▶ **Source data**
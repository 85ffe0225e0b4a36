//! This module holds the direction vocabulary shared by the board engine and the input adapter.
//!
//! Besides naming the four edges tiles can slide toward, a direction knows how to walk a line of
//! the board in travel order, which is what lets the engine run a single line transform for all
//! four moves.

use std::fmt;
use std::str::FromStr;

use crate::board::SIZE;

/// This enum holds the four edges of the board that tiles can be slid toward.
#[derive(Debug, Clone, Copy, PartialEq, Eq, Hash)]
pub enum Direction {
    /// Tiles travel toward the bottom edge; lines are columns read bottom to top.
    Down,
    /// Tiles travel toward the left edge; lines are rows read left to right.
    Left,
    /// Tiles travel toward the right edge; lines are rows read right to left.
    Right,
    /// Tiles travel toward the top edge; lines are columns read top to bottom.
    Up,
}

impl Direction {
    /// All four directions, in no particular order of preference.
    pub const ALL: [Self; 4] = [Self::Down, Self::Left, Self::Right, Self::Up];

    /// This function maps a position along a line to the board cell it refers to, returned as a
    /// `(row, col)` pair.
    ///
    /// `line` picks the row (left/right) or column (up/down). `step` counts cells from the edge
    /// the tiles travel toward, so step 0 is always the cell a fully compacted line fills first.
    pub(crate) const fn cell(self, line: usize, step: usize) -> (usize, usize) {
        let far = SIZE - 1 - step;

        match self {
            Self::Down => (far, line),
            Self::Left => (line, step),
            Self::Right => (line, far),
            Self::Up => (step, line),
        }
    }

    /// This function returns the lowercase name of the direction.
    #[must_use]
    pub const fn name(self) -> &'static str {
        match self {
            Self::Down => "down",
            Self::Left => "left",
            Self::Right => "right",
            Self::Up => "up",
        }
    }
}

impl fmt::Display for Direction {
    fn fmt(&self, formatter: &mut fmt::Formatter<'_>) -> fmt::Result {
        formatter.write_str(self.name())
    }
}

impl FromStr for Direction {
    type Err = ParseDirectionError;

    fn from_str(input: &str) -> Result<Self, Self::Err> {
        match input.trim().to_ascii_lowercase().as_str() {
            "down" => Ok(Self::Down),
            "left" => Ok(Self::Left),
            "right" => Ok(Self::Right),
            "up" => Ok(Self::Up),
            _ => Err(ParseDirectionError(input.to_owned())),
        }
    }
}

/// This error is returned when a piece of text names none of the four directions. It keeps the
/// offending input around so the caller can report it back.
#[derive(thiserror::Error, Debug, Clone, PartialEq, Eq)]
#[error("`{0}` is not a direction; expected one of up, down, left or right")]
pub struct ParseDirectionError(String);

▶ **Work task**
Return the records in full. Omit nothing.

▶ **Solution for this problem**
repository 85ffe0225e0b4a36
//! This module holds the direction vocabulary shared by the board engine and the input adapter.
//!
//! Besides naming the four edges tiles can slide toward, a direction knows how to walk a line of
//! the board in travel order, which is what lets the engine run a single line transform for all
//! four moves.

use std::fmt;
use std::str::FromStr;

use crate::board::SIZE;

/// This enum holds the four edges of the board that tiles can be slid toward.
#[derive(Debug, Clone, Copy, PartialEq, Eq, Hash)]
pub enum Direction {
    /// Tiles travel toward the bottom edge; lines are columns read bottom to top.
    Down,
    /// Tiles travel toward the left edge; lines are rows read left to right.
    Left,
    /// Tiles travel toward the right edge; lines are rows read right to left.
    Right,
    /// Tiles travel toward the top edge; lines are columns read top to bottom.
    Up,
}

impl Direction {
    /// All four directions, in no particular order of preference.
    pub const ALL: [Self; 4] = [Self::Down, Self::Left, Self::Right, Self::Up];

    /// This function maps a position along a line to the board cell it refers to, returned as a
    /// `(row, col)` pair.
    ///
    /// `line` picks the row (left/right) or column (up/down). `step` counts cells from the edge
    /// the tiles travel toward, so step 0 is always the cell a fully compacted line fills first.
    pub(crate) const fn cell(self, line: usize, step: usize) -> (usize, usize) {
        let far = SIZE - 1 - step;

        match self {
            Self::Down => (far, line),
            Self::Left => (line, step),
            Self::Right => (line, far),
            Self::Up => (step, line),
        }
    }

    /// This function returns the lowercase name of the direction.
    #[must_use]
    pub const fn name(self) -> &'static str {
        match self {
            Self::Down => "down",
            Self::Left => "left",
            Self::Right => "right",
            Self::Up => "up",
        }
    }
}

impl fmt::Display for Direction {
    fn fmt(&self, formatter: &mut fmt::Formatter<'_>) -> fmt::Result {
        formatter.write_str(self.name())
    }
}

impl FromStr for Direction {
    type Err = ParseDirectionError;

    fn from_str(input: &str) -> Result<Self, Self::Err> {
        match input.trim().to_ascii_lowercase().as_str() {
            "down" => Ok(Self::Down),
            "left" => Ok(Self::Left),
            "right" => Ok(Self::Right),
            "up" => Ok(Self::Up),
            _ => Err(ParseDirectionError(input.to_owned())),
        }
    }
}

/// This error is returned when a piece of text names none of the four directions. It keeps the
/// offending input around so the caller can report it back.
#[derive(thiserror::Error, Debug, Clone, PartialEq, Eq)]
#[error("`{0}` is not a direction; expected one of up, down, left or right")]
pub struct ParseDirectionError(String);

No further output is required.